3.04                     Proceeds of the Bonds on deposit in the Construction Account and the Debt Service Account shall be invested in securities permitted by Minnesota Statutes, Chapter 118A; provided, that any such investment shall mature at such time and in such amounts as will permit the payment of the construction costs of the Project and/or principal and interest on the Bonds when due.  Investment income shall be credited to the fund or account from which the monies were invested.

 

Section 4.                     Continuing Disclosure.

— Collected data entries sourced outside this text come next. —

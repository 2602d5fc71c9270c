//! CLI argument parsing using clap v4
//!
//! Defines the command-line interface for the task supervisor.

use clap::{Parser, Subcommand};

/// Task Supervisor - drive long-running tasks on remote worker nodes
///
/// Creates tasks bound to a worker, probes the worker step by step,
/// and reports progress and final status.
#[derive(Parser, Debug)]
#[command(name = "task-supervisor")]
#[command(author, version, about, long_about = None)]
#[command(propagate_version = true)]
pub struct Cli {
    /// Increase logging verbosity (-v for debug, -vv for trace)
    #[arg(short, long, action = clap::ArgAction::Count, global = true)]
    pub verbose: u8,

    /// Suppress all output except errors
    #[arg(short, long, global = true)]
    pub quiet: bool,

    #[command(subcommand)]
    pub command: Commands,
}

/// Available commands
#[derive(Subcommand, Debug)]
pub enum Commands {
    /// Create a task on a worker and follow it until it ends (Ctrl+C stops it)
    Submit {
        /// Task type name forwarded to the worker
        task_type_name: String,

        /// Unique task identifier
        task_id: String,

        /// Worker node identifier
        node_id: String,

        /// Human-readable task name
        task_name: String,

        /// Opaque priority label
        priority: String,

        /// Worker address (host:port or base URL)
        #[arg(short, long, env = "TASK_SUPERVISOR_WORKER")]
        worker: String,

        /// Optional task type tag
        #[arg(long)]
        task_type: Option<String>,

        /// Path to configuration file
        #[arg(short, long, env = "TASK_SUPERVISOR_CONFIG")]
        config: Option<String>,
    },

    /// Print the persisted records of a task as JSON
    Status {
        /// Task identifier
        task_id: String,

        /// Path to configuration file
        #[arg(short, long, env = "TASK_SUPERVISOR_CONFIG")]
        config: Option<String>,
    },

    /// Register a node token with the directory service
    Register {
        token: String,

        /// Path to configuration file
        #[arg(short, long, env = "TASK_SUPERVISOR_CONFIG")]
        config: Option<String>,
    },

    /// Remove a node token from the directory service
    Unregister {
        token: String,

        /// Path to configuration file
        #[arg(short, long, env = "TASK_SUPERVISOR_CONFIG")]
        config: Option<String>,
    },

    /// Display version and build information
    Version,

    /// Configuration management
    Config {
        #[command(subcommand)]
        subcommand: ConfigSubcommand,
    },
}

/// Configuration subcommands
#[derive(Subcommand, Debug, Clone)]
pub enum ConfigSubcommand {
    /// Display the current configuration
    Show {
        /// Path to configuration file
        #[arg(short, long)]
        config: Option<String>,
    },

    /// Initialize a new configuration file
    Init {
        /// Path where to create the config file
        #[arg(short, long)]
        path: Option<String>,

        /// Overwrite existing configuration
        #[arg(short, long)]
        force: bool,
    },

    /// Validate a configuration file
    Validate {
        /// Path to configuration file to validate
        #[arg(short, long)]
        config: Option<String>,
    },
}
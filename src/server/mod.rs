//! Resource-server side of the authorization layer
//!
//! Validates the bearer tokens attached to inbound MCP requests and
//! serves the protected-resource metadata document. JSON-RPC dispatch is
//! the embedding application's concern; this module only decides whether
//! a request may reach it.
//!
//! # Module Layout
//!
//! - [`validator`] -- Injectable token-validation capability
//! - [`bearer`]    -- Axum guard enforcing bearer auth and audience binding
//! - [`metadata`]  -- Protected-resource metadata document and endpoint

pub mod bearer;
pub mod metadata;
pub mod validator;
//! Token persistence via OS keyring
//!
//! Optional storage for a [`TokenSet`] in the operating system's native
//! credential store (Keychain on macOS, Secret Service on Linux, Windows
//! Credential Manager on Windows). The OAuth client itself keeps tokens in
//! memory only; callers that want tokens to survive a restart export them
//! here and import them on startup.
//!
//! Token sets are serialized to JSON before storage and deserialized on
//! load. The keyring is stateless; [`TokenStore`] is a zero-field struct
//! that acts as a namespaced accessor.

use chrono::{DateTime, Utc};
use serde::{Deserialize, Serialize};

use crate::auth::client::REFRESH_SKEW_SECONDS;
use crate::error::{AuthKitError, Result};

/// A complete token set as held by one OAuth client instance.
///
/// `expires_at` is an absolute UTC timestamp computed from the token
/// endpoint's `expires_in` at issuance time, so expiry can be determined
/// after a restart without a server round-trip.
///
/// # Examples
///
/// ```
/// use mcp_authkit::auth::token_store::TokenSet;
///
/// let tokens = TokenSet {
///     access_token: "my_access_token".to_string(),
///     refresh_token: None,
///     expires_at: None,
///     scope: None,
/// };
///
/// // A token set with no expiry is never considered stale.
/// assert!(!tokens.is_stale());
/// ```
#[derive(Debug, Clone, Serialize, Deserialize)]
pub struct TokenSet {
    /// The access token string issued by the authorization server.
    pub access_token: String,

    /// Refresh token usable to obtain a new access token without
    /// re-running the full authorization flow.
    #[serde(default, skip_serializing_if = "Option::is_none")]
    pub refresh_token: Option<String>,

    /// UTC timestamp at which the access token expires. `None` means the
    /// server reported no lifetime and the token is treated as
    /// non-expiring.
    #[serde(default, skip_serializing_if = "Option::is_none")]
    pub expires_at: Option<DateTime<Utc>>,

    /// Space-separated scopes granted by the authorization server.
    #[serde(default, skip_serializing_if = "Option::is_none")]
    pub scope: Option<String>,
}

impl TokenSet {
    /// Returns `true` when the access token is expired or inside the
    /// refresh skew window, meaning it should be refreshed before use.
    pub fn is_stale(&self) -> bool {
        match self.expires_at {
            None => false,
            Some(expires_at) => {
                Utc::now() >= expires_at - chrono::Duration::seconds(REFRESH_SKEW_SECONDS)
            }
        }
    }
}

/// Stateless accessor for the OS native keyring.
///
/// Each profile's token set is stored under a unique service name derived
/// from the profile identifier, preventing collisions between resources.
///
/// # Examples
///
/// ```no_run
/// use mcp_authkit::auth::token_store::{TokenSet, TokenStore};
///
/// # fn example() -> mcp_authkit::error::Result<()> {
/// let store = TokenStore;
/// let tokens = TokenSet {
///     access_token: "my_token".to_string(),
///     refresh_token: None,
///     expires_at: None,
///     scope: None,
/// };
/// store.save("my_resource", &tokens)?;
/// assert!(store.load("my_resource")?.is_some());
/// # Ok(())
/// # }
/// ```
pub struct TokenStore;

impl TokenStore {
    /// Builds the keyring service name for the given profile identifier.
    fn service_name(profile: &str) -> String {
        format!("mcp-authkit-{}", profile)
    }

    /// Persists a [`TokenSet`] under the named profile.
    ///
    /// # Errors
    ///
    /// Returns [`AuthKitError::Serialization`] if JSON serialization fails
    /// or [`AuthKitError::Keyring`] if the OS credential store rejects the
    /// write.
    pub fn save(&self, profile: &str, tokens: &TokenSet) -> Result<()> {
        let json_str = serde_json::to_string(tokens).map_err(AuthKitError::Serialization)?;
        let service = Self::service_name(profile);
        let entry = keyring::Entry::new(&service, profile).map_err(AuthKitError::Keyring)?;
        entry
            .set_password(&json_str)
            .map_err(AuthKitError::Keyring)?;
        Ok(())
    }

    /// Loads the stored [`TokenSet`] for the named profile.
    ///
    /// Returns `Ok(None)` when nothing has been saved, letting callers
    /// distinguish "not authenticated yet" from a genuine keyring error.
    ///
    /// # Errors
    ///
    /// Returns [`AuthKitError::Keyring`] on unexpected credential-store
    /// errors, or [`AuthKitError::Serialization`] if the stored JSON is
    /// malformed.
    pub fn load(&self, profile: &str) -> Result<Option<TokenSet>> {
        let service = Self::service_name(profile);
        let entry = keyring::Entry::new(&service, profile).map_err(AuthKitError::Keyring)?;

        match entry.get_password() {
            Ok(json_str) => {
                let tokens: TokenSet =
                    serde_json::from_str(&json_str).map_err(AuthKitError::Serialization)?;
                Ok(Some(tokens))
            }
            Err(keyring::Error::NoEntry) => Ok(None),
            Err(e) => Err(AuthKitError::Keyring(e).into()),
        }
    }

    /// Deletes the stored token set for the named profile.
    ///
    /// A no-op when nothing is stored, so it is safe to call on logout
    /// without checking first.
    ///
    /// # Errors
    ///
    /// Returns [`AuthKitError::Keyring`] on unexpected credential-store
    /// errors.
    pub fn delete(&self, profile: &str) -> Result<()> {
        let service = Self::service_name(profile);
        let entry = keyring::Entry::new(&service, profile).map_err(AuthKitError::Keyring)?;

        match entry.delete_password() {
            Ok(()) => Ok(()),
            Err(keyring::Error::NoEntry) => Ok(()),
            Err(e) => Err(AuthKitError::Keyring(e).into()),
        }
    }
}

#[cfg(test)]
mod tests {
    use super::*;
    use chrono::Duration;

    // -----------------------------------------------------------------------
    // TokenSet::is_stale
    // -----------------------------------------------------------------------

    #[test]
    fn test_token_set_stale_when_past_expiry() {
        let tokens = TokenSet {
            access_token: "tok".to_string(),
            refresh_token: None,
            expires_at: Some(Utc::now() - Duration::seconds(1)),
            scope: None,
        };
        assert!(tokens.is_stale());
    }

    #[test]
    fn test_token_set_stale_within_skew_window() {
        let tokens = TokenSet {
            access_token: "tok".to_string(),
            refresh_token: None,
            expires_at: Some(Utc::now() + Duration::seconds(REFRESH_SKEW_SECONDS - 10)),
            scope: None,
        };
        assert!(tokens.is_stale());
    }

    #[test]
    fn test_token_set_fresh_outside_skew_window() {
        let tokens = TokenSet {
            access_token: "tok".to_string(),
            refresh_token: None,
            expires_at: Some(Utc::now() + Duration::hours(1)),
            scope: None,
        };
        assert!(!tokens.is_stale());
    }

    #[test]
    fn test_token_set_fresh_without_expiry() {
        let tokens = TokenSet {
            access_token: "tok".to_string(),
            refresh_token: None,
            expires_at: None,
            scope: None,
        };
        assert!(!tokens.is_stale());
    }

    // -----------------------------------------------------------------------
    // JSON round-trip
    // -----------------------------------------------------------------------

    #[test]
    fn test_token_set_roundtrip_through_json() {
        let original = TokenSet {
            access_token: "access_abc".to_string(),
            refresh_token: Some("refresh_xyz".to_string()),
            // Fixed timestamp avoids sub-second precision issues.
            expires_at: Some(DateTime::from_timestamp(1_800_000_000, 0).expect("valid timestamp")),
            scope: Some("read write".to_string()),
        };

        let json = serde_json::to_string(&original).expect("serialize");
        let restored: TokenSet = serde_json::from_str(&json).expect("deserialize");

        assert_eq!(restored.access_token, original.access_token);
        assert_eq!(restored.refresh_token, original.refresh_token);
        assert_eq!(restored.expires_at, original.expires_at);
        assert_eq!(restored.scope, original.scope);
    }

    #[test]
    fn test_token_set_roundtrip_no_optional_fields() {
        let original = TokenSet {
            access_token: "tok".to_string(),
            refresh_token: None,
            expires_at: None,
            scope: None,
        };

        let json = serde_json::to_string(&original).expect("serialize");
        assert!(!json.contains("refresh_token"));
        let restored: TokenSet = serde_json::from_str(&json).expect("deserialize");
        assert!(restored.refresh_token.is_none());
        assert!(restored.expires_at.is_none());
    }

    // -----------------------------------------------------------------------
    // service_name helper
    // -----------------------------------------------------------------------

    #[test]
    fn test_service_name_has_crate_prefix() {
        assert_eq!(
            TokenStore::service_name("my_resource"),
            "mcp-authkit-my_resource"
        );
    }

    #[test]
    fn test_service_name_is_unique_per_profile() {
        assert_ne!(
            TokenStore::service_name("resource_a"),
            TokenStore::service_name("resource_b")
        );
    }

    // -----------------------------------------------------------------------
    // Keyring integration tests (require system keyring; skipped in CI)
    // -----------------------------------------------------------------------

    #[test]
    #[ignore = "requires system keyring"]
    fn test_save_and_load_roundtrip_via_keyring() {
        let store = TokenStore;
        let profile = "mcp_authkit_integration_test";

        let tokens = TokenSet {
            access_token: "integration_access".to_string(),
            refresh_token: Some("integration_refresh".to_string()),
            expires_at: Some(Utc::now() + Duration::hours(1)),
            scope: Some("read write".to_string()),
        };

        store.save(profile, &tokens).expect("save");
        let loaded = store.load(profile).expect("load").expect("present");
        assert_eq!(loaded.access_token, tokens.access_token);
        assert_eq!(loaded.refresh_token, tokens.refresh_token);

        store.delete(profile).expect("delete");
        assert!(store.load(profile).expect("load after delete").is_none());
    }

    #[test]
    #[ignore = "requires system keyring"]
    fn test_delete_is_idempotent() {
        let store = TokenStore;
        let profile = "mcp_authkit_idempotent_delete_test";
        store.delete(profile).expect("first delete");
        store.delete(profile).expect("second delete is no-op");
    }
}
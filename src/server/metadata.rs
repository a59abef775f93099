//! Protected resource metadata document
//!
//! Static document describing this resource server to clients: its
//! canonical URI, the authorization servers it trusts, and the scopes it
//! understands. Served read-only at the well-known path; constructed once
//! from configuration.

use axum::extract::State;
use axum::Json;
use serde::{Deserialize, Serialize};
use std::sync::Arc;

use crate::config::ResourceServerConfig;
use crate::server::bearer::ResourceServerContext;

/// Path the metadata document is served from.
pub const WELL_KNOWN_RESOURCE_PATH: &str = "/.well-known/oauth-protected-resource";

/// Metadata document describing a protected resource.
///
/// # Examples
///
/// ```
/// use mcp_authkit::server::metadata::ProtectedResourceMetadata;
///
/// let json = r#"{
///     "resource": "http://localhost:3000/",
///     "authorization_servers": ["http://localhost:9000/"],
///     "scopes_supported": ["read", "write"],
///     "token_endpoint_auth_methods_supported": ["none"]
/// }"#;
/// let meta: ProtectedResourceMetadata = serde_json::from_str(json).unwrap();
/// assert_eq!(meta.authorization_servers.len(), 1);
/// ```
#[derive(Debug, Clone, Serialize, Deserialize)]
pub struct ProtectedResourceMetadata {
    /// Canonical URI of this resource server.
    pub resource: String,

    /// Issuer URIs of the authorization servers that protect this
    /// resource.
    pub authorization_servers: Vec<String>,

    /// Scopes this resource supports.
    #[serde(default)]
    pub scopes_supported: Vec<String>,

    /// Token-endpoint auth methods the trusted authorization servers
    /// offer.
    #[serde(default)]
    pub token_endpoint_auth_methods_supported: Vec<String>,
}

impl ProtectedResourceMetadata {
    /// Builds the document from resource server configuration.
    pub fn from_config(config: &ResourceServerConfig) -> Self {
        Self {
            resource: config.resource.to_string(),
            authorization_servers: config
                .authorization_servers
                .iter()
                .map(|url| url.to_string())
                .collect(),
            scopes_supported: config.scopes_supported.clone(),
            token_endpoint_auth_methods_supported: config
                .token_endpoint_auth_methods_supported
                .clone(),
        }
    }
}

/// Axum handler serving the metadata document.
pub async fn metadata_handler(
    State(ctx): State<Arc<ResourceServerContext>>,
) -> Json<ProtectedResourceMetadata> {
    Json(ctx.metadata().clone())
}
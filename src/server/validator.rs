//! Pluggable bearer-token validation
//!
//! The resource server never hard-codes trust in a token format. Real
//! deployments verify a JWT signature against the issuing authorization
//! server's published keys and check the temporal claims; that capability
//! is injected through the [`TokenValidator`] trait so the
//! request-handling contract in [`bearer`](crate::server::bearer) stays
//! fixed while the verification strategy varies.

use std::collections::HashMap;

use async_trait::async_trait;

use crate::error::Result;

/// Outcome of validating a bearer token.
#[derive(Debug, Clone, Default)]
pub struct TokenVerdict {
    /// Whether the token is authentic and temporally valid.
    pub valid: bool,

    /// The audience the token was issued for, when the validator can
    /// determine one. Compared against the resource server's canonical
    /// URI by the bearer guard.
    pub audience: Option<String>,

    /// Space-separated scopes granted to the token, when known.
    pub scope: Option<String>,
}

impl TokenVerdict {
    /// A verdict rejecting the token.
    pub fn invalid() -> Self {
        Self::default()
    }

    /// A verdict accepting the token for the given audience.
    pub fn valid_for(audience: impl Into<String>) -> Self {
        Self {
            valid: true,
            audience: Some(audience.into()),
            scope: None,
        }
    }
}

/// Capability that decides whether a bearer token is authentic.
///
/// Implementations typically decode the token, verify its signature
/// against the issuer's JWKS, and check `exp`/`nbf`; none of that logic
/// lives in this crate. Validation runs on every inbound MCP request, so
/// implementations should cache whatever key material they need.
#[async_trait]
pub trait TokenValidator: Send + Sync {
    /// Validates `token` and reports audience and scope when determinable.
    ///
    /// # Errors
    ///
    /// Implementations may fail on infrastructure problems (e.g. a key
    /// fetch); the bearer guard maps any error to a 401, never a 500.
    async fn validate(&self, token: &str) -> Result<TokenVerdict>;
}

/// Table-driven validator for tests and local development.
///
/// Knows a fixed set of tokens and their verdicts; everything else is
/// invalid. This is the injectable stand-in for a real JWT/JWKS verifier.
///
/// # Examples
///
/// ```
/// use mcp_authkit::server::validator::{StaticTokenValidator, TokenVerdict};
///
/// let validator = StaticTokenValidator::new()
///     .with_token("demo_token", TokenVerdict::valid_for("http://localhost:3000"));
/// ```
#[derive(Default)]
pub struct StaticTokenValidator {
    tokens: HashMap<String, TokenVerdict>,
}

impl StaticTokenValidator {
    /// Creates a validator that rejects every token.
    pub fn new() -> Self {
        Self::default()
    }

    /// Registers a token with its verdict.
    pub fn with_token(mut self, token: impl Into<String>, verdict: TokenVerdict) -> Self {
        self.tokens.insert(token.into(), verdict);
        self
    }
}

#[async_trait]
impl TokenValidator for StaticTokenValidator {
    async fn validate(&self, token: &str) -> Result<TokenVerdict> {
        Ok(self
            .tokens
            .get(token)
            .cloned()
            .unwrap_or_else(TokenVerdict::invalid))
    }
}

/// Cheap structural pre-check applied before the validator runs.
///
/// Empty tokens, very short strings, and strings containing whitespace or
/// control characters are rejected outright; no token format in use looks
/// like that, and rejecting early keeps garbage away from the validator.
pub fn plausible_token(token: &str) -> bool {
    token.len() >= 16
        && token
            .chars()
            .all(|c| c.is_ascii_graphic())
}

The City acknowledges that the Bonds are subject to the continuing disclosure requirements of Rule 15c2-12 promulgated by the Securities and Exchange Commission under the Securities Exchange Act of 1934 (17 C.F.R. §240.15c2-12) (the “Rule”).  The Rule governs the obligations of certain underwriters to require that issuers of municipal bonds enter into agreements for the benefit of the bondholders to provide continuing disclosure with respect to the Bonds.  To provide for the public availability of certain information relating to the Bonds and the security therefor and to permit underwriters of the Bonds to comply with the Rule, which will enhance the marketability of the Bonds, the mayor and the clerk are hereby authorized and directed to execute a continuing disclosure certificate in the form of Exhibit B attached hereto.

 

Section 5.                     Certificate of Proceedings.

 

5.01                     The city clerk is directed to file with the county auditor a certified copy of this resolution and such other information as the county auditor may require, and to obtain from the county auditor a certificate stating that the Bonds herein authorized have been duly entered on his register.

 

5.02                     The officers of the City are authorized and directed to prepare and furnish to the purchaser and to bond counsel certified copies of all proceedings and records of the City relating to the authorization and issuance of the Bonds and other affidavits and certificates as may reasonably be requested to show the facts relating to the legality and marketability of the Bonds as such facts appear from the official books and records of the officers’ custody or otherwise known to them.  All of such certified copies, certificates and affidavits, including any heretofore furnished, constitute representations of the City as to the correctness of facts recited therein and the actions stated therein to have been taken.

 

5.03                     The officers of the City are hereby authorized and directed to certify that they have examined the official statement prepared and circulated in connection with the sale of the Bonds and that to the best of their knowledge and belief the official statement is a complete and accurate representation of the facts and representations made therein as of the date of the official statement.

 

Statement of Purpose

STATEMENT OF PURPOSE:  This resolution authorizes the sale of taxable general obligation tax abatement bonds to finance a portion of the costs of the Cirrus Design Corporation Completion Center expansion project.  The proceeds of the Bonds will be loaned to Cirrus pursuant to the Development Agreement dated December 16, 2015.  The resolution allows the chief administrative officer to select the date to offer the Bonds for sale, authorizes the City’s municipal advisor, Public Financial Management, to solicit proposals and authorizes the chief administrative officer and the chief financial officer, or either of them, to award the sale so long as the true interest cost of the Bonds does not exceed 4.0% per annum.